Hanna Zdanowska, prezydent Łodzi, oraz Przemysław Czarnek, minister edukacji, zaangażowali się w konflikt dotyczący systemu oświaty, który swój finał może mieć w upolitycznionym przez PiS Sądzie. W ostatnich dniach to Zdanowska przeważała w debacie publicznej, zaczynając od obcięcia finansowego dla partii Prawo i Sprawiedliwość w wysokości 150 tysięcy złotych, które miały zostać przeznaczone na in vitro. Czarnek, z kolei, otrzymał od niej kilka ostrych słów w trakcie wywiadu udzielonego stacji Polsat News.
Napięcia między nimi przeszły również na teren mediów społecznościowych.
Hanna Zdanowska była gościem w programie „Gość wydarzeń” na antenie Polsat News, gdzie głównym tematem rozmowy był powrót Jarosława Kaczyńskiego na stanowisko wicepremiera. Omawiano również decyzję partii Prawo i Sprawiedliwość o rezygnacji z wynajęcia hali na konwencję wyborczą oraz związane z tym nałożenie kar umownych.
POLECAMY: Konwencja programowa PiS w Łodzi odwołana. „Prezes” nie chce płacić na in-vitro
W trakcie dyskusji poruszono również kwestię podwyżek dla nauczycieli, która stała się iskrą zapalną do politycznej przepychanki.
Według Hanny Zdanowskiej „nauczyciele otrzymali podwyżki, tylko ministerstwo zapomniało dać te pieniądze samorządom”. – W związku z czym pan minister Czarnek mówi: „Proszę wypłacać” – stwierdziła.
Na te słowa zareagował minister edukacji i zażądał sprostowania tych słów. Przemysław Czarnek uważa, że środki zostały wypłacone „co do złotówki” według średniej stawki. W odpowiedzi prezydent Łodzi wezwała szefa resortu edukacji do „oddania łodzianom 600 mln zł”.
–A ja wzywam Pana Ministra do oddania łodzianom 600 mln złotych, bo tyle dokładamy rocznie do edukacji, na którą wydajemy ponad półtora miliarda złotych. Zmieniać programy nauczania, poprawiać ideologicznie podręczniki chcecie, ale płacić – niekoniecznie – napisała.
Czarnek w kolejnym wpisie poinformował, że będzie pozywał Hannę Zdanowską. – Szanowna Pani Prezydent, uprzejmie Panią informuję, że w związku z brakiem sprostowania Pani wypowiedzi kieruję sprawę na drogę sądową – żądam 50 tys. zł od Pani osobiście na ważny cel: Spotkania Młodych Archidiecezji Lubelskiej w Garbowie – skomentował.
PiS zapłaci za in vitro
Przypominamy, że kilka dni temu Hanna Zdanowska oznajmiła, że środki, które PiS ma wpłacić jako karę za zerwanie umowy najmu hali na konwencję, zostały już przekierowane na miejski program in vitro.

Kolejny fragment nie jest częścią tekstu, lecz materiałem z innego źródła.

use std::sync::{Arc, PoisonError, RwLock};

use crate::config::{CustomReturnPolicy, PricingConfig, PricingConfigSource, MAX_DISTANCE_KM};
use crate::errors::{ConfigError, PricingError};
use crate::models::corridor::builtin_corridors;
use crate::models::{Money, PricingInput, PricingResult};
use crate::services::corridors::CorridorCatalog;

pub const MAX_NIGHTS: i32 = 10;
pub const MAX_WAITING_HOURS: f64 = 24.0;

/// Stateless per call: maps a trip description to a cost breakdown.
#[derive(Debug, Clone)]
pub struct PricingEngine {
    config: PricingConfig,
    catalog: CorridorCatalog,
}

impl PricingEngine {
    pub fn new(config: PricingConfig, catalog: CorridorCatalog) -> Self {
        Self { config, catalog }
    }

    /// Validate `config` and build the built-in catalog with its allowance overrides.
    pub fn from_config(config: PricingConfig) -> Result<Self, ConfigError> {
        config.validate()?;
        let catalog = CorridorCatalog::with_allowances(builtin_corridors(), &config.corridor_allowances)?;
        Ok(Self::new(config, catalog))
    }

    pub fn config(&self) -> &PricingConfig {
        &self.config
    }

    pub fn catalog(&self) -> &CorridorCatalog {
        &self.catalog
    }

    pub fn default_commission_rate(&self) -> f64 {
        self.config.platform_commission_default
    }

    pub fn calculate(&self, input: &PricingInput) -> Result<PricingResult, PricingError> {
        validate(input)?;

        let rate_per_km = Money::tzs(self.config.rate_per_km).minor;
        let distance_m = (input.distance_km * 1000.0).round() as i64;
        let base_distance_fee = Money::from_minor(div_round(distance_m * rate_per_km, 1000));

        let per_diem_fee =
            Money::from_minor(i64::from(input.nights) * Money::tzs(self.config.per_diem_rate).minor);

        let return_travel_fee = self.return_allowance(input.corridor_key.as_deref(), base_distance_fee);

        let waited_minutes = (input.waiting_hours * 60.0).round() as i64;
        let free_minutes = (self.config.free_waiting_hours * 60.0).round() as i64;
        let billable_minutes = (waited_minutes - free_minutes).max(0);
        let waiting_fee = Money::from_minor(div_round(
            billable_minutes * Money::tzs(self.config.waiting_fee_per_hour).minor,
            60,
        ));

        let after_hours_fee = if input.after_hours {
            Money::tzs(self.config.after_hours_surcharge)
        } else {
            Money::zero()
        };

        let subtotal: Money = [
            base_distance_fee,
            per_diem_fee,
            return_travel_fee,
            waiting_fee,
            after_hours_fee,
        ]
        .into_iter()
        .sum();

        let basis_points = (input.platform_commission_rate * 10_000.0).round() as i64;
        let commission_amount = Money::from_minor(div_round(subtotal.minor * basis_points, 10_000));

        Ok(PricingResult {
            base_distance_fee,
            per_diem_fee,
            return_travel_fee,
            waiting_fee,
            after_hours_fee,
            subtotal,
            commission_amount,
            customer_total: subtotal + commission_amount,
            driver_payout: subtotal,
            commission_rate: input.platform_commission_rate,
        })
    }

    /// Corridor allowance when the key is in the catalog, otherwise the custom-route policy.
    pub fn return_allowance(&self, corridor_key: Option<&str>, base_distance_fee: Money) -> Money {
        if let Some(key) = corridor_key {
            match self.catalog.lookup(key) {
                Ok(corridor) => return corridor.return_allowance,
                Err(e) => tracing::debug!(error = %e, "pricing as custom route"),
            }
        }

        match self.config.custom_route_return_policy {
            CustomReturnPolicy::None => Money::zero(),
            CustomReturnPolicy::HalfDistanceCapped => {
                let cap = Money::tzs(self.config.default_return_allowance).minor;
                Money::from_minor(cap.min(div_round(base_distance_fee.minor, 2)))
            }
        }
    }
}

fn validate(input: &PricingInput) -> Result<(), PricingError> {
    let invalid = |msg: &str| Err(PricingError::InvalidInput(msg.to_string()));

    if !(input.distance_km.is_finite() && input.distance_km > 0.0) {
        return invalid("distance must be greater than 0");
    }
    if input.distance_km > MAX_DISTANCE_KM {
        return invalid("distance exceeds maximum supported range (3000 km)");
    }
    if !(0..=MAX_NIGHTS).contains(&input.nights) {
        return invalid("nights must be between 0 and 10");
    }
    if !(input.waiting_hours.is_finite() && (0.0..=MAX_WAITING_HOURS).contains(&input.waiting_hours)) {
        return invalid("waiting hours must be between 0 and 24");
    }
    if !(0.0..=1.0).contains(&input.platform_commission_rate) {
        return invalid("commission rate must be between 0 and 1");
    }
    Ok(())
}

/// Integer division rounding half-up, for non-negative operands.
fn div_round(n: i64, d: i64) -> i64 {
    (n + d / 2) / d
}

/// Current engine, swappable when the pricing config is reloaded.
pub struct PricingHandle {
    source: Box<dyn PricingConfigSource>,
    current: RwLock<Arc<PricingEngine>>,
}

impl PricingHandle {
    pub fn load(source: Box<dyn PricingConfigSource>) -> Result<Self, ConfigError> {
        let engine = PricingEngine::from_config(source.load()?)?;
        Ok(Self {
            source,
            current: RwLock::new(Arc::new(engine)),
        })
    }

    pub fn engine(&self) -> Arc<PricingEngine> {
        Arc::clone(&self.current.read().unwrap_or_else(PoisonError::into_inner))
    }

    /// Re-read the source. The running engine is kept if the new config is invalid.
    pub fn reload(&self) -> Result<Arc<PricingEngine>, ConfigError> {
        let engine = Arc::new(PricingEngine::from_config(self.source.load()?)?);
        self.swap(Arc::clone(&engine));
        tracing::info!(
            rate_per_km = engine.config().rate_per_km,
            corridors = engine.catalog().len(),
            "pricing config reloaded"
        );
        Ok(engine)
    }

    /// Persist `config` through the source and start using it.
    pub fn update(&self, config: PricingConfig) -> Result<Arc<PricingEngine>, ConfigError> {
        let engine = Arc::new(PricingEngine::from_config(config)?);
        self.source.store(engine.config())?;
        self.swap(Arc::clone(&engine));
        tracing::info!(
            rate_per_km = engine.config().rate_per_km,
            updated_by = engine.config().updated_by.as_deref().unwrap_or("unknown"),
            "pricing config updated"
        );
        Ok(engine)
    }

    fn swap(&self, engine: Arc<PricingEngine>) {
        *self.current.write().unwrap_or_else(PoisonError::into_inner) = engine;
    }
}

#[cfg(test)]
mod tests {
    use super::*;
    use crate::config::InMemoryPricingSource;
    use crate::models::VehicleType;

    fn engine() -> PricingEngine {
        PricingEngine::from_config(PricingConfig::default()).unwrap()
    }

    fn input(distance_km: f64) -> PricingInput {
        PricingInput {
            distance_km,
            nights: 0,
            corridor_key: None,
            waiting_hours: 0.0,
            after_hours: false,
            platform_commission_rate: 0.18,
            vehicle_type: VehicleType::Pickup,
        }
    }

    #[test]
    fn test_custom_route_with_waiting_time() {
        let result = engine()
            .calculate(&PricingInput {
                waiting_hours: 3.0,
                ..input(100.0)
            })
            .unwrap();

        assert_eq!(result.base_distance_fee, Money::tzs(150_000));
        assert_eq!(result.per_diem_fee, Money::zero());
        // min(50,000 cap, half of 150,000)
        assert_eq!(result.return_travel_fee, Money::tzs(50_000));
        assert_eq!(result.waiting_fee, Money::tzs(15_000));
        assert_eq!(result.after_hours_fee, Money::zero());
        assert_eq!(result.subtotal, Money::tzs(215_000));
        assert_eq!(result.commission_amount, Money::tzs(38_700));
        assert_eq!(result.customer_total, Money::tzs(253_700));
        assert_eq!(result.driver_payout, Money::tzs(215_000));
    }

    #[test]
    fn test_custom_route_zero_return_policy() {
        let config = PricingConfig {
            custom_route_return_policy: CustomReturnPolicy::None,
            ..PricingConfig::default()
        };
        let engine = PricingEngine::from_config(config).unwrap();
        let result = engine.calculate(&input(100.0)).unwrap();
        assert_eq!(result.return_travel_fee, Money::zero());
        assert_eq!(result.subtotal, Money::tzs(150_000));
    }

    #[test]
    fn test_short_custom_route_return_is_half_distance() {
        let result = engine().calculate(&input(40.0)).unwrap();
        assert_eq!(result.base_distance_fee, Money::tzs(60_000));
        assert_eq!(result.return_travel_fee, Money::tzs(30_000));
    }

    #[test]
    fn test_dar_tunduma_corridor() {
        let result = engine()
            .calculate(&PricingInput {
                nights: 1,
                corridor_key: Some("dar-tunduma".to_string()),
                ..input(932.0)
            })
            .unwrap();

        assert_eq!(result.base_distance_fee, Money::tzs(1_398_000));
        assert_eq!(result.per_diem_fee, Money::tzs(50_000));
        assert_eq!(result.return_travel_fee, Money::tzs(65_000));
        assert_eq!(result.subtotal, Money::tzs(1_513_000));
        assert_eq!(result.commission_amount, Money::tzs(272_340));
        assert_eq!(result.customer_total, Money::tzs(1_785_340));
    }

    #[test]
    fn test_unknown_corridor_falls_back_to_custom() {
        let result = engine()
            .calculate(&PricingInput {
                corridor_key: Some("dar-mwanza".to_string()),
                ..input(100.0)
            })
            .unwrap();
        assert_eq!(result.return_travel_fee, Money::tzs(50_000));
    }

    #[test]
    fn test_after_hours_surcharge() {
        let result = engine()
            .calculate(&PricingInput {
                after_hours: true,
                ..input(10.0)
            })
            .unwrap();
        assert_eq!(result.after_hours_fee, Money::tzs(25_000));
    }

    #[test]
    fn test_free_waiting_hours() {
        let result = engine()
            .calculate(&PricingInput {
                waiting_hours: 2.0,
                ..input(10.0)
            })
            .unwrap();
        assert_eq!(result.waiting_fee, Money::zero());

        let result = engine()
            .calculate(&PricingInput {
                waiting_hours: 2.5,
                ..input(10.0)
            })
            .unwrap();
        assert_eq!(result.waiting_fee, Money::tzs(7_500));
    }

    #[test]
    fn test_fractional_distance() {
        let result = engine().calculate(&input(12.345)).unwrap();
        // 12.345 km * 1500 = 18,517.50
        assert_eq!(result.base_distance_fee, Money::from_minor(1_851_750));
    }

    #[test]
    fn test_invalid_inputs() {
        let engine = engine();
        let cases = [
            input(0.0),
            input(-5.0),
            input(f64::NAN),
            input(3000.5),
            PricingInput { nights: -1, ..input(10.0) },
            PricingInput { nights: 11, ..input(10.0) },
            PricingInput { waiting_hours: -0.5, ..input(10.0) },
            PricingInput { platform_commission_rate: 1.01, ..input(10.0) },
            PricingInput { platform_commission_rate: -0.1, ..input(10.0) },
        ];
        for case in cases {
            assert!(
                matches!(engine.calculate(&case), Err(PricingError::InvalidInput(_))),
                "expected rejection for {case:?}"
            );
        }
    }

    #[test]
    fn test_handle_update_and_reload() {
        let source = InMemoryPricingSource::new(PricingConfig::default());
        let handle = PricingHandle::load(Box::new(source)).unwrap();
        assert_eq!(handle.engine().config().rate_per_km, 1500);

        let mut updated = handle.engine().config().clone();
        updated.rate_per_km = 2000;
        handle.update(updated).unwrap();
        assert_eq!(handle.engine().config().rate_per_km, 2000);

        // The source now holds the update, so a reload keeps it.
        handle.reload().unwrap();
        assert_eq!(handle.engine().config().rate_per_km, 2000);
    }

    #[test]
    fn test_handle_rejects_invalid_update() {
        let handle = PricingHandle::load(Box::new(InMemoryPricingSource::default())).unwrap();
        let mut bad = handle.engine().config().clone();
        bad.rate_per_km = -1;
        assert!(handle.update(bad).is_err());
        assert_eq!(handle.engine().config().rate_per_km, 1500);
    }

    mod proptests {
        use super::*;
        use proptest::prelude::*;

        fn arb_corridor_key() -> impl Strategy<Value = Option<String>> {
            prop_oneof![
                Just(None),
                Just(Some("dar-tunduma".to_string())),
                Just(Some("dar-kasumulu".to_string())),
                Just(Some("not-a-corridor".to_string())),
            ]
        }

        fn arb_valid_input() -> impl Strategy<Value = (PricingInput, i64)> {
            (
                0.001f64..=3000.0,
                0i32..=10,
                arb_corridor_key(),
                0.0f64..=24.0,
                any::<bool>(),
                0i64..=10_000,
            )
                .prop_map(|(distance_km, nights, corridor_key, waiting_hours, after_hours, bps)| {
                    let input = PricingInput {
                        distance_km,
                        nights,
                        corridor_key,
                        waiting_hours,
                        after_hours,
                        platform_commission_rate: bps as f64 / 10_000.0,
                        vehicle_type: VehicleType::Van,
                    };
                    (input, bps)
                })
        }

        proptest! {
            #[test]
            fn totals_are_consistent((input, bps) in arb_valid_input()) {
                let result = engine().calculate(&input).unwrap();

                let sum: i64 = result.components().iter().map(|m| m.minor).sum();
                prop_assert_eq!(result.subtotal.minor, sum);
                prop_assert_eq!(
                    result.customer_total.minor,
                    result.subtotal.minor + result.commission_amount.minor
                );
                prop_assert_eq!(result.driver_payout, result.subtotal);

                // Commission is subtotal * rate, rounded to the nearest minor unit.
                let exact = result.subtotal.minor * bps;
                let diff = (result.commission_amount.minor * 10_000 - exact).abs();
                prop_assert!(diff <= 5_000, "commission off by {} / 10000", diff);

                for component in result.components() {
                    prop_assert!(component.minor >= 0);
                }
            }

            #[test]
            fn non_positive_distance_is_rejected(distance in -1.0e6f64..=0.0) {
                let result = engine().calculate(&input(distance));
                prop_assert!(matches!(result, Err(PricingError::InvalidInput(_))));
            }
        }
    }
}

–Zło dobrem zwyciężaj. Tak jak obiecałam, dodatkowe 150 tys. złotych idzie właśnie na łódzki program in vitro. Liczę, że zgodnie z zapisami umowy kara za odstąpienie od wynajmu Atlas Areny zostanie wpłacona niezwłocznie – napisała na Twitterze.
Decyzja podjęta przez Joachima Brudzińskiego wywołała skutki, które teraz są odczuwane. Nowa miotała w sztabie wyborczym PiS, zdecydowała się zrezygnować z wykorzystania Atlas Areny na rzecz wsparcia górników z Bogatyni.